Friday, October 21, 2011
Occupy Wall Street and Reality
I was listening to Dead Prez, song "Police State" in the introduction of the song Omali Yeshitela states
"You have the emergence in human society of
this thing called the State.
What is the State?
The State is organized bureaucracy.
It is the police department…the Army, the Navy
It is the prison system, the courts.
The State is a repressive organization.
The reality is
the State becomes necessary
only at that juncture in human society
where it is split between those who have and those who ain't got!"
He seems to be summarizing what we are seeing in the Occupy Wall Street movement. Several Months ago I blogged about Socialism vs. Capitalism, I asked are we as a species more inclined with socialism or capitalism? In other words, which system is more our true nature as a species, socialism or capitalism? Socialism is any of various economic and political theories advocating collective or governmental ownership and administration of means of production and distribution of goods. In other words, it's a system where everyone collectively gets a share of the pie, because the collective owns the pie. Capitalism is an economic system characterized by private or corporate ownership of capital goods, by investments that are determined by private decision, and by prices, production, and distribution of goods that are determined mainly by competition in a free market. In other words, it is a system where only a few own a piece of the pie and sell the crumbs to the rest, it automatically creates a class based system. I think we lived in social groups because the need to bond and band together to survive and pass on our genes (DNA) , and this bonding and banding occurred for millions of years and evolution selected groups who bonded and banded together that out competed groups that didn't. Why did humans move toward egalitarianism? On a website Anthropology.net an article entitled Modeling The Egalitarian Revolution states:
"The observation that Gavrilets et al. make is that while our closest living evolutionary cousins form alliances and cooperate in groups, their social systems are extremely hierarchical. The most glaring example can be seen in a gorilla troop where a dominant silverback presides over a few adolescent males and a harem of females.

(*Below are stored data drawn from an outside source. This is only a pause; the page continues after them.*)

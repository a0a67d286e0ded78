//! Generic monotone forward dataflow over one routine's CFG.
//!
//! FIFO worklist with set-union meet: pop a node, join the outputs of its
//! predecessors, apply `(in ∖ kill) ∪ gen`, and requeue successors whose
//! input may have changed. The lattice is a finite powerset and the
//! transfer function is monotone, so this terminates.

use crate::cfg::{Cfg, CfgNode, NodeId};
use std::collections::{HashMap, HashSet, VecDeque};
use std::hash::Hash;

/// A forward may-analysis in GEN/KILL form.
pub trait FlowAnalysis {
    type Fact: Clone + Eq + Hash;

    /// Facts valid on entry to the routine (the boundary set).
    fn boundary(&self, cfg: &Cfg) -> HashSet<Self::Fact> {
        let _ = cfg;
        HashSet::new()
    }

    /// Facts this node generates.
    fn generate(&self, cfg: &Cfg, node: &CfgNode) -> HashSet<Self::Fact>;

    /// Whether this node invalidates `fact`.
    fn kills(&self, node: &CfgNode, fact: &Self::Fact) -> bool;
}

pub struct FlowSolution<F> {
    pub inputs: HashMap<NodeId, HashSet<F>>,
    pub outputs: HashMap<NodeId, HashSet<F>>,
}

impl<F: Clone + Eq + Hash> FlowSolution<F> {
    pub fn input(&self, id: NodeId) -> Option<&HashSet<F>> {
        self.inputs.get(&id)
    }

    pub fn output(&self, id: NodeId) -> Option<&HashSet<F>> {
        self.outputs.get(&id)
    }
}

/// Solve the analysis for one routine. Call and return transitions are
/// skipped on both sides of the join so facts never cross a routine
/// boundary; argument-to-parameter flow is layered on afterwards by the
/// chain builder.
pub fn solve<A: FlowAnalysis>(cfg: &Cfg, analysis: &A) -> FlowSolution<A::Fact> {
    let mut inputs: HashMap<NodeId, HashSet<A::Fact>> = HashMap::new();
    let mut outputs: HashMap<NodeId, HashSet<A::Fact>> = HashMap::new();
    for id in cfg.ids() {
        inputs.insert(id, HashSet::new());
        outputs.insert(id, HashSet::new());
    }

    let mut work: VecDeque<NodeId> = cfg.ids().collect();
    let mut queued: HashSet<NodeId> = work.iter().copied().collect();

    while let Some(id) = work.pop_front() {
        queued.remove(&id);
        let Some(node) = cfg.node(id) else { continue };

        let mut incoming = if id == cfg.entry {
            analysis.boundary(cfg)
        } else {
            HashSet::new()
        };
        for &p in &node.preds {
            let Some(pn) = cfg.node(p) else {
                continue; // predecessor lives in a sibling routine
            };
            if pn.labels.get(&id).is_some_and(|l| l.is_call()) {
                continue;
            }
            if let Some(out) = outputs.get(&p) {
                incoming.extend(out.iter().cloned());
            }
        }

        let mut out: HashSet<A::Fact> = incoming
            .iter()
            .filter(|&f| !analysis.kills(node, f))
            .cloned()
            .collect();
        out.extend(analysis.generate(cfg, node));

        inputs.insert(id, incoming);
        if outputs.get(&id) != Some(&out) {
            outputs.insert(id, out);
            for &s in &node.succs {
                if !cfg.contains(s) {
                    continue;
                }
                if node.labels.get(&s).is_some_and(|l| l.is_call()) {
                    continue;
                }
                if queued.insert(s) {
                    work.push_back(s);
                }
            }
        }
    }

    FlowSolution { inputs, outputs }
}

// -------------------------------------------------------------------------
//  Tests
// -------------------------------------------------------------------------

#[cfg(test)]
use crate::chains::ReachingDefs;

#[test]
fn converged_solution_is_a_fixpoint() {
    let set = crate::build_cfgs(
        b"int w(int n){int s=0; while(n>0){s=s+n; n=n-1;} return s;}",
        "c",
    )
    .unwrap();
    let cfg = &set.routines[0];
    let solution = solve(cfg, &ReachingDefs);

    // one more sweep over every node must not change a single output set
    for node in cfg.nodes() {
        let mut incoming: HashSet<_> = HashSet::new();
        for &p in &node.preds {
            if let Some(pn) = cfg.node(p)
                && !pn.labels.get(&node.id).is_some_and(|l| l.is_call())
            {
                incoming.extend(solution.output(p).unwrap().iter().cloned());
            }
        }
        let mut out: HashSet<_> = incoming
            .iter()
            .filter(|&f| !ReachingDefs.kills(node, f))
            .cloned()
            .collect();
        out.extend(ReachingDefs.generate(cfg, node));
        assert_eq!(&out, solution.output(node.id).unwrap());
    }
}

#[test]
fn second_definition_kills_the_first() {
    let set = crate::build_cfgs(b"int f(){int v; v=1; v=2; return v;}", "c").unwrap();
    let cfg = &set.routines[0];
    let solution = solve(cfg, &ReachingDefs);

    let ret = cfg
        .nodes()
        .find(|n| n.text.starts_with("return"))
        .unwrap();
    let defs: Vec<_> = solution
        .input(ret.id)
        .unwrap()
        .iter()
        .filter(|(v, _)| v == "v")
        .collect();
    assert_eq!(defs.len(), 1);
    let def_node = cfg.node(defs[0].1).unwrap();
    assert_eq!(def_node.text, "v=2;");
}

#[test]
fn both_branch_definitions_reach_the_join() {
    let set = crate::build_cfgs(b"int f(int c){int v=1; if(c){v=2;} return v;}", "c").unwrap();
    let cfg = &set.routines[0];
    let solution = solve(cfg, &ReachingDefs);

    let ret = cfg
        .nodes()
        .find(|n| n.text.starts_with("return"))
        .unwrap();
    let mut defs: Vec<String> = solution
        .input(ret.id)
        .unwrap()
        .iter()
        .filter(|(v, _)| v == "v")
        .map(|(_, d)| cfg.node(*d).unwrap().text.clone())
        .collect();
    defs.sort();
    assert_eq!(defs, vec!["int v=1;", "v=2;"]);
}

The group dynamic is fluid throughout life history, but each member of the system ultimately plays a role in the dominance hierarchy.
But early human societies, such as the quintessential hunter-gatherer society, is generalized as being egalitarian. Prior to the agricultural revolution, hunting and gathering is thought to have been the only subsistence strategy deployed by early human cultures. Studying modern day hunter gatherers, ethnographers have noted that such societies distribute dominance much more equally and thus tend to be non hierarchical. Leaders are comparatively weaker than their subordinates which reverses the pyramid of power."
"So why was there such a big behavioral shift during our evolutionary history? We may never know for sure. There are ideas floating around that all seem to suggest the lack of food and realization that cooperation, rather than competition, was more beneficial for overall survival. When food sources became more dependable, as seen after the Neolithic and the dawn of agriculture and pastoralism, is when we've seen a return to a traditional hierarchy." (http://anthropology.net/2008/10/09/modeling-the-egalitarian-revolution/)
In other words, all one needs to do is observe the remaining hunter-gatherers to see how we lived for the most part from 200,000 to 10,000 years ago. However, with the rise of agriculture and the new abundance of food, the focus changed and class or hierarchical social order emerged or perhaps reemerged, and with surplus food, trading developed and this lessen the need for cooperation our (primitive) default natural state reestablished itself. As stated above if all our primate cousins (Chimpanzees, Bonobos, Gorillas, Monkeys, etc.) are hierarchical then this must have been our way of living for millions of years until we broke away evolutionarily from them to a Socialist/Egalitarian system as hunter-gatherers. Therefore, I think our default position is hierarchical for it is the older and primitive state, and our primate cousins are hierarchical and what make us think we are the exception? As a result, egalitarianism is a late player on the evolutionary time scale. However, Egalitarianism is close to Socialist idea of a classless society where everyone has an equal chance and has the opportunity to optimize their talents without regard to the class you happen to be born. As I watch the Occupy Wall Street demonstrations and the little national coverage it is getting and it seems to be a reaction to the 2009 petty bourgeoisie revolt of the Tea Party. Which side will win, will we evolve or default to our primitive hierarchical or class system? I think it depends on which system gives our DNA the best chance to survive and continue the game, for nature does not care which system exist, its only function is to keep the gene (DNA) successfully replicating itself and how it is done Nature does not give a damn, it does it by any means necessary! Think about it.